Try it: Every line from the one with "canvas. It classifies" to the one with "pub fn find_markup(text: &str)", including those two, is to be copied exactly; all other lines of the entries below are left out.

[Stored data entries]
*** Begin section ***

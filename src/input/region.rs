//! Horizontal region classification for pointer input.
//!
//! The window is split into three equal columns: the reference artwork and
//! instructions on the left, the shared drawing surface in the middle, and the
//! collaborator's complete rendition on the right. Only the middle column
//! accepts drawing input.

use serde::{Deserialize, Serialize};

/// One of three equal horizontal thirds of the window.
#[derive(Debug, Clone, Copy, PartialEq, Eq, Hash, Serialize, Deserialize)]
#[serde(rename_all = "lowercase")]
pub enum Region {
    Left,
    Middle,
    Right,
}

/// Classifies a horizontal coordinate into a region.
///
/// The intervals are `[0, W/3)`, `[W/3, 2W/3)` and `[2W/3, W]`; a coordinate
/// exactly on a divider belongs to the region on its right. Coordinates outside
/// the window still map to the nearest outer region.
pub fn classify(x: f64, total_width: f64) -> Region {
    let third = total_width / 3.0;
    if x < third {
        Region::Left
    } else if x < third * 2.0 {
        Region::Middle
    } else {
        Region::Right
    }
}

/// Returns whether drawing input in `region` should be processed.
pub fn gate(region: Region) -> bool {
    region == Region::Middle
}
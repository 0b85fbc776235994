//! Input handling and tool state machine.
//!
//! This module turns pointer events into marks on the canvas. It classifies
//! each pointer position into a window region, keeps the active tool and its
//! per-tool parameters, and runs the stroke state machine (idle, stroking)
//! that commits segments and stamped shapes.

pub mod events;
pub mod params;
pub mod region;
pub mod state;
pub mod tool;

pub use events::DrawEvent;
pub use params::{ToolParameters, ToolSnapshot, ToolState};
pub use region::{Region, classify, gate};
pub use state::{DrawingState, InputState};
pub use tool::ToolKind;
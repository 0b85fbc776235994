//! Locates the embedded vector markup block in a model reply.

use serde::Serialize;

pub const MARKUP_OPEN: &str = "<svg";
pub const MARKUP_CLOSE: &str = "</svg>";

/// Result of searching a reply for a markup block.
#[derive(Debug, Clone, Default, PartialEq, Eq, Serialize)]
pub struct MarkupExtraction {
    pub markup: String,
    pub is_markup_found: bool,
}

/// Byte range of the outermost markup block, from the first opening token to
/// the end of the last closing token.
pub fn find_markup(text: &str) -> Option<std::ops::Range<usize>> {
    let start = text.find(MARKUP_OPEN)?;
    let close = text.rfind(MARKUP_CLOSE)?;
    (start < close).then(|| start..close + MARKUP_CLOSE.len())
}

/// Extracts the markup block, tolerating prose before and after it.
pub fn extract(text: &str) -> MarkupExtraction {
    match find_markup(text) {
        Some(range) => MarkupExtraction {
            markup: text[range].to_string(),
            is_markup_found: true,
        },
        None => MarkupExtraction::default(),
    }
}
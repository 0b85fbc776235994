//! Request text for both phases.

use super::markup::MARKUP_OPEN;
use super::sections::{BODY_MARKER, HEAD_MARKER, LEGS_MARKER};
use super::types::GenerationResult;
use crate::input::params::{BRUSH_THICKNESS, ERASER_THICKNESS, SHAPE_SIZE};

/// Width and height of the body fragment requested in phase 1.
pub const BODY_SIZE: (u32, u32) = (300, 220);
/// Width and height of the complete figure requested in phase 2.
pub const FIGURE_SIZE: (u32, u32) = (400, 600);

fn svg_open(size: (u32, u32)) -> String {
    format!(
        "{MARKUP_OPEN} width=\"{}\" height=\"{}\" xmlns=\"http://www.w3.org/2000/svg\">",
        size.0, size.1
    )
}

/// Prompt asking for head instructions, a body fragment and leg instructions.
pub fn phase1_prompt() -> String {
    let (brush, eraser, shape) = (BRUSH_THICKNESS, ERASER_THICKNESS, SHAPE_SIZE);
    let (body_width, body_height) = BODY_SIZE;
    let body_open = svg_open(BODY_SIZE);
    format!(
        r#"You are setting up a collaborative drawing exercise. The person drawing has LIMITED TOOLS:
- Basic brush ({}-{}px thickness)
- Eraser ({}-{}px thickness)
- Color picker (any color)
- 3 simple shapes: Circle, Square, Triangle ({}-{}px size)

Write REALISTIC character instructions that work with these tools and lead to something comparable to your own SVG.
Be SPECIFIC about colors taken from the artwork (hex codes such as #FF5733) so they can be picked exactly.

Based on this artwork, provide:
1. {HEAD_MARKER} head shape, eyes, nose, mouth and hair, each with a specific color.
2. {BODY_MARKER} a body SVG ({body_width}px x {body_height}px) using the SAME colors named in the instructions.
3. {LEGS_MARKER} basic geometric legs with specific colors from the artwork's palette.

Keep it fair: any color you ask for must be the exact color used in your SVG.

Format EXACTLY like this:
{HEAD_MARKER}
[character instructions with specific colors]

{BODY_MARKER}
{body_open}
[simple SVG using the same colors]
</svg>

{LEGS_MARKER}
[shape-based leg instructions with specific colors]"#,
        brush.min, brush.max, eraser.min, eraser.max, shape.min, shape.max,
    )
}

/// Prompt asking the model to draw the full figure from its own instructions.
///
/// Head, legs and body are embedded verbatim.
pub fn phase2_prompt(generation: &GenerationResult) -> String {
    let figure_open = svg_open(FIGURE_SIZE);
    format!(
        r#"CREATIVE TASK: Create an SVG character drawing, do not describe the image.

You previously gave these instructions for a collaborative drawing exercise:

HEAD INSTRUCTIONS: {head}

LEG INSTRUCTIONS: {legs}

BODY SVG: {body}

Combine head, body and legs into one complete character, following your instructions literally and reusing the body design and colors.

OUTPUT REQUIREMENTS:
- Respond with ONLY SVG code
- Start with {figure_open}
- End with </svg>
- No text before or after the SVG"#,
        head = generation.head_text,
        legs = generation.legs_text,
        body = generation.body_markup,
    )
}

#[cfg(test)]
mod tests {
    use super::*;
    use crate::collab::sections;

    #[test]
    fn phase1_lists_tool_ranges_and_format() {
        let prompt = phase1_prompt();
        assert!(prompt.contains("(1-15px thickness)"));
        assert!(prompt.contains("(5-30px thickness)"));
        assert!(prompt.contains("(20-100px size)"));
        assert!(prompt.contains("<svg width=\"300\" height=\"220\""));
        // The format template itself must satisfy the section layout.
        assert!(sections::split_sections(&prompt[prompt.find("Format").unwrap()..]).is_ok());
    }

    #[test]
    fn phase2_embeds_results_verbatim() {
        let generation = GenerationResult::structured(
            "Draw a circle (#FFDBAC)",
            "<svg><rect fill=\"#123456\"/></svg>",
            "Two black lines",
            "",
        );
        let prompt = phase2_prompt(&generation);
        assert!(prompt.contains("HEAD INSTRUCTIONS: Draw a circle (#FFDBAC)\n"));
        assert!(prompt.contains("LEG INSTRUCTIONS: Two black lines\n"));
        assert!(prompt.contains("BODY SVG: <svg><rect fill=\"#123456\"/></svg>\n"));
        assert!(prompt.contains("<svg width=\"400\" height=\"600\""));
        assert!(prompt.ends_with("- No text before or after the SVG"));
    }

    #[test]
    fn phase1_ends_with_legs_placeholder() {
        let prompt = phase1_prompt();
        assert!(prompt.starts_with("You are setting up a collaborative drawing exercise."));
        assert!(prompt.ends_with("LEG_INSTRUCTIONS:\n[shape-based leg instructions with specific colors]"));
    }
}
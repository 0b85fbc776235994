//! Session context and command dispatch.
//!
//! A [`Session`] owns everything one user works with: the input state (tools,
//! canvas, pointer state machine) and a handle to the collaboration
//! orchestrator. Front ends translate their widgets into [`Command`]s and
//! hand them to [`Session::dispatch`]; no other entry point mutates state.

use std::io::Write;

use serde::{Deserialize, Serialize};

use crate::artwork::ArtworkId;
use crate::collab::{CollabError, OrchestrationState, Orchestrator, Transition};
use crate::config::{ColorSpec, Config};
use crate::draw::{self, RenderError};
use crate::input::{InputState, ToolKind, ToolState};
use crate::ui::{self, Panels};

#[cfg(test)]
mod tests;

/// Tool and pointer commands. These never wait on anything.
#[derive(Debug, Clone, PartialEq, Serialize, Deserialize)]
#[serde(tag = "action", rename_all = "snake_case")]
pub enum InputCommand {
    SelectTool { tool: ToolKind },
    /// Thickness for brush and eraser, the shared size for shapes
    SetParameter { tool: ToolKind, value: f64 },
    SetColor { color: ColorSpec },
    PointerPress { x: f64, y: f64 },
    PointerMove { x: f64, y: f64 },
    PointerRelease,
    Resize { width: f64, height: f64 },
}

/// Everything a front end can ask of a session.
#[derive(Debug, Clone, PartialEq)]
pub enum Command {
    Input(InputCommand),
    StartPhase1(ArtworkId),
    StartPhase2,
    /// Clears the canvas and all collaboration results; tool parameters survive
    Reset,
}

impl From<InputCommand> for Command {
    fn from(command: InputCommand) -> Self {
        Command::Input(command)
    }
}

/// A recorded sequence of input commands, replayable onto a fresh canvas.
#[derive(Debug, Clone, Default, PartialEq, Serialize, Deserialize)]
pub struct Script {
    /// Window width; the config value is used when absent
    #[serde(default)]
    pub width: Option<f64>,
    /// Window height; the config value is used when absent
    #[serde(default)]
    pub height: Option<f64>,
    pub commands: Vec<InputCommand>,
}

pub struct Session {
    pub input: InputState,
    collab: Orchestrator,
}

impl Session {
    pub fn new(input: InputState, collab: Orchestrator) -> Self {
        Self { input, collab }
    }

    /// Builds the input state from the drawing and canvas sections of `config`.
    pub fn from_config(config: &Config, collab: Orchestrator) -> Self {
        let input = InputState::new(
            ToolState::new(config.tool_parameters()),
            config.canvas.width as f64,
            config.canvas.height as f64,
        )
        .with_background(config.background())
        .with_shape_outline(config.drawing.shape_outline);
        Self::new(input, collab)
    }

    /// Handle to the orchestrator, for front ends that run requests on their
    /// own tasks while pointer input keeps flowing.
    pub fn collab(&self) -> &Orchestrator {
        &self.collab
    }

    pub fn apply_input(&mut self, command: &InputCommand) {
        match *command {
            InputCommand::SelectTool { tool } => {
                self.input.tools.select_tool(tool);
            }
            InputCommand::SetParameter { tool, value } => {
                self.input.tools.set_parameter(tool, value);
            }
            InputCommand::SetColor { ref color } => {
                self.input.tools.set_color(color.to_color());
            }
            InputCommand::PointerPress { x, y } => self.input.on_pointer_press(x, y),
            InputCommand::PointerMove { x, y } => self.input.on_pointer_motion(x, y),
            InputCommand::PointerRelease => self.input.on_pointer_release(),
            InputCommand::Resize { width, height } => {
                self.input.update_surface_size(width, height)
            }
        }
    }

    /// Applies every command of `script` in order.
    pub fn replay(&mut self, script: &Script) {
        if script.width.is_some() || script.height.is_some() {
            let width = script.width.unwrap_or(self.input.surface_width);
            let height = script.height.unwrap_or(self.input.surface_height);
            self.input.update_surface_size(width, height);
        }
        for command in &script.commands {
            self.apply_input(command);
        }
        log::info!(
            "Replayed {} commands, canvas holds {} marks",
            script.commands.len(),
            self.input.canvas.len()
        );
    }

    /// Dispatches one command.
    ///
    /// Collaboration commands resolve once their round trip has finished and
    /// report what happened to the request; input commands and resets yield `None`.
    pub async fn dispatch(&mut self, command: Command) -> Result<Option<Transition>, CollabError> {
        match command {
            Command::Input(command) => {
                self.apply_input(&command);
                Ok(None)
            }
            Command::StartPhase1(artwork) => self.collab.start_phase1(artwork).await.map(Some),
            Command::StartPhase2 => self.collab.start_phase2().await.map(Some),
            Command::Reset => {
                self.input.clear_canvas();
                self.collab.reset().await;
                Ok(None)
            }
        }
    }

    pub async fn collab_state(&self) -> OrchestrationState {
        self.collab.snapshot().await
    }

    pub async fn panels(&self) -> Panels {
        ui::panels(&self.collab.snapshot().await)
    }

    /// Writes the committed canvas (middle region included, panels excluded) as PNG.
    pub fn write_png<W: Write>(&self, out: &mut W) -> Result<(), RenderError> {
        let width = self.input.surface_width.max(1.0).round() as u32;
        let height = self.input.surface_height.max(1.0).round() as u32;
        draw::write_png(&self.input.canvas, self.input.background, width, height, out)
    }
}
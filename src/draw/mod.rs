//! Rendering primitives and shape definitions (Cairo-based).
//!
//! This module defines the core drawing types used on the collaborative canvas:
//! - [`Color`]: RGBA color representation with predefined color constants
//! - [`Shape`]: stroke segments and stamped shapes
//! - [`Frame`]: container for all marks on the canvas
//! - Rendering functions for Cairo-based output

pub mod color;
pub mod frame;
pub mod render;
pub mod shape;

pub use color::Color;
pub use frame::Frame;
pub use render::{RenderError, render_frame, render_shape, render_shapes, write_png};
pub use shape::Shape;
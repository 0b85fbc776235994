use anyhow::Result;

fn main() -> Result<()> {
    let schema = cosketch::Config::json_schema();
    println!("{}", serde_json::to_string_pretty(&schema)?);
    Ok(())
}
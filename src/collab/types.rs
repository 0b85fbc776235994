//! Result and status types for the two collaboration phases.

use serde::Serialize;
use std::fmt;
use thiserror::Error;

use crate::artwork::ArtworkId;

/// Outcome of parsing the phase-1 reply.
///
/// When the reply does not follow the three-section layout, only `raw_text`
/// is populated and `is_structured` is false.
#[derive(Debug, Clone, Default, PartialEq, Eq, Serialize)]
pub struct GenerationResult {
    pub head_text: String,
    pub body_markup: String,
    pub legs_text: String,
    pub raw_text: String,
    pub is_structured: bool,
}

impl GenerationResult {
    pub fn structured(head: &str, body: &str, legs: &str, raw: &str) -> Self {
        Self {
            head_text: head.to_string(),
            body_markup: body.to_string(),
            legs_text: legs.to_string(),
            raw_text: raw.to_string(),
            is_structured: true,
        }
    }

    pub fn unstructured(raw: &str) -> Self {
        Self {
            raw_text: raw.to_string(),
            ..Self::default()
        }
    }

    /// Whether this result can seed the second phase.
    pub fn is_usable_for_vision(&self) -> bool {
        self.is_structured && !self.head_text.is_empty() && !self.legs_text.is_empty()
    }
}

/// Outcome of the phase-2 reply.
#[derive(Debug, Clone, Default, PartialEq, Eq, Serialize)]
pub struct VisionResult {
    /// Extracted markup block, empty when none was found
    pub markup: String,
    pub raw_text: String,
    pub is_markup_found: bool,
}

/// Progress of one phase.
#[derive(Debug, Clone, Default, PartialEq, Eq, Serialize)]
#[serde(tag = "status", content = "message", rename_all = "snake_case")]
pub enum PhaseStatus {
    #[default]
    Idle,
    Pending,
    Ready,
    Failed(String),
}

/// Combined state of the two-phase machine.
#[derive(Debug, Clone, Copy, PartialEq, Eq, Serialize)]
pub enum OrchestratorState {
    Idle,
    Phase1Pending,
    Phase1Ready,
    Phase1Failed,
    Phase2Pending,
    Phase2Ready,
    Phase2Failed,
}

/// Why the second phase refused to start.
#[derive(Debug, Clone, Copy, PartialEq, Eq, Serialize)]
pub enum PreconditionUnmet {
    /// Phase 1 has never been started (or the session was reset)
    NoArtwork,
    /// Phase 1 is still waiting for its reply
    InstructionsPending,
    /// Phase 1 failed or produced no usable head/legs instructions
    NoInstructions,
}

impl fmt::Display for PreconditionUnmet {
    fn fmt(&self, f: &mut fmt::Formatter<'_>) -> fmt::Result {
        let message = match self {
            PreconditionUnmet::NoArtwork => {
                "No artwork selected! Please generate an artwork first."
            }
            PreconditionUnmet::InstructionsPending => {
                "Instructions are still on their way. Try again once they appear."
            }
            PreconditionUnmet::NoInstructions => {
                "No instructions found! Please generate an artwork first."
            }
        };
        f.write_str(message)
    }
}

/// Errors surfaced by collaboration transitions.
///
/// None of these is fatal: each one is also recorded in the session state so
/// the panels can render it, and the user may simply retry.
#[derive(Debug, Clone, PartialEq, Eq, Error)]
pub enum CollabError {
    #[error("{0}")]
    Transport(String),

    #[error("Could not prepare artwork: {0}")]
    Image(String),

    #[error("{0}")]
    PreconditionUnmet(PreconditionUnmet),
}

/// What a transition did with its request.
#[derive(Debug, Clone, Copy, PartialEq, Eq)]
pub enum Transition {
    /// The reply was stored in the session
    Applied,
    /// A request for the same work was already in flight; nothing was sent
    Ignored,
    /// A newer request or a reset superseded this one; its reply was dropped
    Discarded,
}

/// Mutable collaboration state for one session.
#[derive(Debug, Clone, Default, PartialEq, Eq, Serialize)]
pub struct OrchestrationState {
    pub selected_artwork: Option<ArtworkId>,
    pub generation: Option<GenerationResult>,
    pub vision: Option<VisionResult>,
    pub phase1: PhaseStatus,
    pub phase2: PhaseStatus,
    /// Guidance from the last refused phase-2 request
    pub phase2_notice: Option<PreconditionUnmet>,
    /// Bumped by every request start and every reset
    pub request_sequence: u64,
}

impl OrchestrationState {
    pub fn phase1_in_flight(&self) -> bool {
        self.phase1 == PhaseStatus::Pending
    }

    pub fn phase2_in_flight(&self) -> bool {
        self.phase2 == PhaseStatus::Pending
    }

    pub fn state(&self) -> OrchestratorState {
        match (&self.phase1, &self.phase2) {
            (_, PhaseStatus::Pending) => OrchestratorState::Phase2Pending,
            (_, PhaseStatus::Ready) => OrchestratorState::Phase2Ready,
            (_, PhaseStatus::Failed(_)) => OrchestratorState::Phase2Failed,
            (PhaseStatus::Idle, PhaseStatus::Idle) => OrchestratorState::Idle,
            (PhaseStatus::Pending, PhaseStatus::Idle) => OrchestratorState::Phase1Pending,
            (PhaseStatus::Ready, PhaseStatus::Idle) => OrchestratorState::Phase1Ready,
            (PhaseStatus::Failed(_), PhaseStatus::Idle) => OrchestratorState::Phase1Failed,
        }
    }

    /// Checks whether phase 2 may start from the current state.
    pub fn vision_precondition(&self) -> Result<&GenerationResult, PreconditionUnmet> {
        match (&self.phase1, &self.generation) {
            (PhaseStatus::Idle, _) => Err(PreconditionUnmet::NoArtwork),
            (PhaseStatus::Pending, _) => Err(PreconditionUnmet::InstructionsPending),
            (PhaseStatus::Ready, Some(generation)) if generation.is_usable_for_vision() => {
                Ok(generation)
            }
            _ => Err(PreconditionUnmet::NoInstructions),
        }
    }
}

*** End section ***

Written answer:
//! This module turns pointer events into marks on the canvas. It classifies
//! each pointer position into a window region, keeps the active tool and its
//! per-tool parameters, and runs the stroke state machine (idle, stroking)
//! that commits segments and stamped shapes.

pub mod events;
pub mod params;
pub mod region;
pub mod state;
pub mod tool;

pub use events::DrawEvent;
pub use params::{ToolParameters, ToolSnapshot, ToolState};
pub use region::{Region, classify, gate};
pub use state::{DrawingState, InputState};
pub use tool::ToolKind;
repository 0b85fbc776235994
//! Locates the embedded vector markup block in a model reply.

use serde::Serialize;

pub const MARKUP_OPEN: &str = "<svg";
pub const MARKUP_CLOSE: &str = "</svg>";

/// Result of searching a reply for a markup block.
#[derive(Debug, Clone, Default, PartialEq, Eq, Serialize)]
pub struct MarkupExtraction {
    pub markup: String,
    pub is_markup_found: bool,
}

/// Byte range of the outermost markup block, from the first opening token to
/// the end of the last closing token.
pub fn find_markup(text: &str) -> Option<std::ops::Range<usize>> {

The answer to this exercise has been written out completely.